Students played an important role in the quest for justice for Mexican Americans. The famous Chicano fight organized by student groups such as the United Mexican Students in 1968 demanded the introduction of curriculums inclusive of all cultures. They continued protesting due to the high number of Chicano students dropping out of school due to racial abuse and discrimination (Prevatte, 2017). Sadly, Mexican students could not access education because they could not speak English.

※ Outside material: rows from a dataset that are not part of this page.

//! Session manager tests over an in-memory container runtime.

use crate::container::fake::FakeRuntime;
use crate::env;
use crate::owners::OwnerStore;
use crate::session::{SessionError, SessionManager, SessionManagerConfig, SessionState};
use std::path::PathBuf;
use std::sync::Arc;
use std::sync::atomic::Ordering;
use std::time::Duration;
use tempfile::TempDir;

struct Fixture {
    manager: Arc<SessionManager>,
    runtime: Arc<FakeRuntime>,
    owners: Arc<OwnerStore>,
    _dir: TempDir,
}

async fn fixture() -> Fixture {
    fixture_with_ports(env::PORT_RANGE_START, env::PORT_RANGE_END).await
}

async fn fixture_with_ports(start: u16, end: u16) -> Fixture {
    let dir = TempDir::new().unwrap();
    let owners = Arc::new(
        OwnerStore::load(dir.path().join("session_owners.json"))
            .await
            .unwrap(),
    );
    let runtime = Arc::new(FakeRuntime::default());
    let config = SessionManagerConfig {
        data_dir: dir.path().to_path_buf(),
        settle: Duration::ZERO,
        port_range: (start, end),
        // Tests run unprivileged; chown would fail for foreign uids.
        workspace_owner: None,
        ..Default::default()
    };
    let manager = Arc::new(SessionManager::new(
        config,
        runtime.clone(),
        owners.clone(),
    ));
    Fixture {
        manager,
        runtime,
        owners,
        _dir: dir,
    }
}

#[tokio::test]
async fn test_create_for_spawns_ready_session() {
    let fx = fixture().await;

    let session = fx.manager.create_for("alice").await.unwrap();
    assert_eq!(session.state(), SessionState::Ready);
    assert!(session.host_port >= env::PORT_RANGE_START);
    assert!(session.host_port < env::PORT_RANGE_END);
    assert!(fx.runtime.contains(&session.container_name));
    assert_eq!(fx.runtime.running_count(), 1);
    assert_eq!(fx.owners.get(&session.id).await.as_deref(), Some("alice"));
    assert!(session.workspace.exists());
}

#[tokio::test]
async fn test_quota_refuses_fourth_session() {
    let fx = fixture().await;

    for _ in 0..env::MAX_SESSIONS_PER_USER {
        fx.manager.create_for("alice").await.unwrap();
    }
    let err = fx.manager.create_for("alice").await.unwrap_err();
    assert!(matches!(err, SessionError::QuotaExceeded));

    // A different principal is unaffected.
    fx.manager.create_for("bob").await.unwrap();
    assert_eq!(fx.owners.count_by("alice").await, env::MAX_SESSIONS_PER_USER);
}

#[tokio::test]
async fn test_quota_is_atomic_under_concurrent_creates() {
    let fx = fixture().await;

    let mut handles = Vec::new();
    for _ in 0..8 {
        let manager = fx.manager.clone();
        handles.push(tokio::spawn(
            async move { manager.create_for("alice").await },
        ));
    }

    let mut ok = 0;
    let mut quota = 0;
    for handle in handles {
        match handle.await.unwrap() {
            Ok(_) => ok += 1,
            Err(SessionError::QuotaExceeded) => quota += 1,
            Err(e) => panic!("unexpected error: {e}"),
        }
    }
    assert_eq!(ok, env::MAX_SESSIONS_PER_USER);
    assert_eq!(quota, 8 - env::MAX_SESSIONS_PER_USER);
    assert_eq!(fx.owners.count_by("alice").await, env::MAX_SESSIONS_PER_USER);
}

#[tokio::test]
async fn test_get_or_create_is_idempotent_for_live_sessions() {
    let fx = fixture().await;

    let session = fx.manager.create_for("alice").await.unwrap();
    let again = fx.manager.get_or_create(&session.id).await.unwrap();

    assert!(Arc::ptr_eq(&session, &again));
    assert_eq!(fx.runtime.creates.load(Ordering::SeqCst), 1);
}

#[tokio::test]
async fn test_get_or_create_recreates_dead_container() {
    let fx = fixture().await;

    let session = fx.manager.create_for("alice").await.unwrap();
    fx.runtime.stop(&session.container_name);

    let revived = fx.manager.get_or_create(&session.id).await.unwrap();
    assert_eq!(revived.state(), SessionState::Ready);
    assert_eq!(revived.id, session.id);
    // The stale container was replaced, not reused.
    assert_eq!(fx.runtime.creates.load(Ordering::SeqCst), 2);
    assert_eq!(fx.runtime.running_count(), 1);
}

#[tokio::test]
async fn test_create_failure_rolls_back_everything() {
    let fx = fixture().await;
    fx.runtime.fail_create.store(true, Ordering::SeqCst);

    let err = fx.manager.create_for("alice").await.unwrap_err();
    assert!(matches!(err, SessionError::Runtime(_)));
    assert!(fx.manager.list().is_empty());
    assert_eq!(fx.owners.count_by("alice").await, 0);

    // The reserved port was released and can be handed out again.
    fx.runtime.fail_create.store(false, Ordering::SeqCst);
    let session = fx.manager.create_for("alice").await.unwrap();
    assert_eq!(fx.manager.list().len(), 1);
    assert!(session.host_port >= env::PORT_RANGE_START);
}

#[tokio::test]
async fn test_start_failure_rolls_back() {
    let fx = fixture().await;
    fx.runtime.fail_start.store(true, Ordering::SeqCst);

    let err = fx.manager.create_for("alice").await.unwrap_err();
    assert!(matches!(err, SessionError::Runtime(_)));
    assert!(fx.manager.list().is_empty());
}

#[tokio::test]
async fn test_port_exhaustion_leaves_no_partial_session() {
    let fx = fixture_with_ports(18900, 18902).await;

    fx.manager.create_for("alice").await.unwrap();
    fx.manager.create_for("alice").await.unwrap();

    let err = fx.manager.create_for("alice").await.unwrap_err();
    assert!(matches!(err, SessionError::Ports(_)));
    assert_eq!(fx.manager.list().len(), 2);
    assert_eq!(fx.owners.count_by("alice").await, 2);
}

#[tokio::test]
async fn test_no_two_sessions_share_a_port() {
    let fx = fixture().await;

    let mut handles = Vec::new();
    for i in 0..6 {
        let manager = fx.manager.clone();
        let principal = format!("user{i}");
        handles.push(tokio::spawn(async move {
            manager.create_for(&principal).await.unwrap().host_port
        }));
    }

    let mut ports = Vec::new();
    for handle in handles {
        ports.push(handle.await.unwrap());
    }
    ports.sort_unstable();
    ports.dedup();
    assert_eq!(ports.len(), 6, "duplicate host ports were handed out");
}

#[tokio::test]
async fn test_acquire_ref_lifecycle() {
    let fx = fixture().await;

    assert!(matches!(
        fx.manager.acquire_ref("nope"),
        Err(SessionError::NotFound)
    ));

    let session = fx.manager.create_for("alice").await.unwrap();
    let guard = fx.manager.acquire_ref(&session.id).unwrap();
    assert_eq!(session.ref_count(), 1);

    // Non-forced delete is refused while the transport is attached.
    assert!(!fx.manager.delete(&session.id, false).await);
    assert_eq!(session.state(), SessionState::Ready);

    drop(guard);
    assert_eq!(session.ref_count(), 0);
    assert!(fx.manager.delete(&session.id, false).await);
}

#[tokio::test]
async fn test_force_delete_ignores_refs() {
    let fx = fixture().await;

    let session = fx.manager.create_for("alice").await.unwrap();
    let _guard = fx.manager.acquire_ref(&session.id).unwrap();

    assert!(fx.manager.delete(&session.id, true).await);
    assert!(fx.manager.get(&session.id).is_none());
    assert!(matches!(
        fx.manager.acquire_ref(&session.id),
        Err(SessionError::NotFound)
    ));
}

#[tokio::test]
async fn test_double_delete_removes_container_once() {
    let fx = fixture().await;

    let session = fx.manager.create_for("alice").await.unwrap();
    let removes_before = fx.runtime.removes.load(Ordering::SeqCst);

    assert!(fx.manager.delete(&session.id, true).await);
    assert!(!fx.manager.delete(&session.id, true).await);

    assert_eq!(fx.runtime.removes.load(Ordering::SeqCst), removes_before + 1);
    assert_eq!(fx.owners.get(&session.id).await, None);
    assert!(!session.workspace.exists());
}

#[tokio::test]
async fn test_delete_frees_port_for_reuse() {
    let fx = fixture_with_ports(18910, 18911).await;

    let session = fx.manager.create_for("alice").await.unwrap();
    let port = session.host_port;
    assert!(fx.manager.delete(&session.id, false).await);

    let next = fx.manager.create_for("alice").await.unwrap();
    assert_eq!(next.host_port, port);
}

// -- recovery ---------------------------------------------------------------

fn seeded_name(sid: &str) -> String {
    env::container_name_for_session(sid)
}

#[tokio::test]
async fn test_recover_installs_running_container() {
    let fx = fixture().await;
    let sid = "recoverable-session-0001";
    let ws = format!("/data/workspaces/{sid}");
    fx.runtime
        .seed(&seeded_name(sid), true, Some(&ws), Some(17007));

    fx.manager.recover().await;

    let session = fx.manager.get(sid).unwrap();
    assert_eq!(session.state(), SessionState::Ready);
    assert_eq!(session.host_port, 17007);
    assert_eq!(session.workspace, PathBuf::from(ws));

    // The recovered port is marked allocated.
    let fresh = fx.manager.create_for("alice").await.unwrap();
    assert_ne!(fresh.host_port, 17007);
}

#[tokio::test]
async fn test_recover_restarts_stopped_container() {
    let fx = fixture().await;
    let sid = "recoverable-session-0002";
    let ws = format!("/data/workspaces/{sid}");
    fx.runtime
        .seed(&seeded_name(sid), false, Some(&ws), Some(17008));

    fx.manager.recover().await;

    assert!(fx.manager.get(sid).is_some());
    assert_eq!(fx.runtime.running_count(), 1);
}

#[tokio::test]
async fn test_recover_removes_hopeless_containers() {
    let fx = fixture().await;

    // No workspace mount.
    fx.runtime
        .seed("vibe-session-nomount00000", true, None, Some(17009));
    // Workspace names a different session than the container.
    fx.runtime.seed(
        "vibe-session-mismatch0000",
        true,
        Some("/data/workspaces/other-session-entirely00"),
        Some(17010),
    );
    // No port binding.
    let sid = "portless-session-00000003";
    fx.runtime
        .seed(&seeded_name(sid), true, Some(&format!("/data/workspaces/{sid}")), None);
    // Stopped and refuses to start.
    fx.runtime.fail_start.store(true, Ordering::SeqCst);
    let dead = "deadstart-session-000004";
    fx.runtime.seed(
        &seeded_name(dead),
        false,
        Some(&format!("/data/workspaces/{dead}")),
        Some(17011),
    );

    fx.manager.recover().await;

    assert!(fx.manager.list().is_empty());
    assert!(!fx.runtime.contains("vibe-session-nomount00000"));
    assert!(!fx.runtime.contains("vibe-session-mismatch0000"));
    assert!(!fx.runtime.contains(&seeded_name(sid)));
    assert!(!fx.runtime.contains(&seeded_name(dead)));
}

#[tokio::test]
async fn test_recover_twice_is_a_noop() {
    let fx = fixture().await;
    let sid = "recoverable-session-0005";
    let ws = format!("/data/workspaces/{sid}");
    fx.runtime
        .seed(&seeded_name(sid), true, Some(&ws), Some(17012));

    fx.manager.recover().await;
    let creates = fx.runtime.creates.load(Ordering::SeqCst);
    let removes = fx.runtime.removes.load(Ordering::SeqCst);
    let first = fx.manager.get(sid).unwrap();

    fx.manager.recover().await;
    assert!(Arc::ptr_eq(&first, &fx.manager.get(sid).unwrap()));
    assert_eq!(fx.runtime.creates.load(Ordering::SeqCst), creates);
    assert_eq!(fx.runtime.removes.load(Ordering::SeqCst), removes);
}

The Mexicans journey towards achieving their freedom to civil rights encountered many challenges because they were restricted from accessing proper education, healthcare, and Blacks were living in extreme poverty. Blacks were treated with suspicion and were subjected to police brutality and assaults. Everything changed in 1960 when J.F. Kennedy became the President of the United States and made Latino an important voting bloc. Through their persistent fighting for recognition, black organizations have achieved so much progress in the last few decades. Chicanos have produced some scary human rights activities that have been vocal throughout history. They demanded recognition of African traditions and roots in Mexico and did not rest until some important non-discriminatory policies were enacted.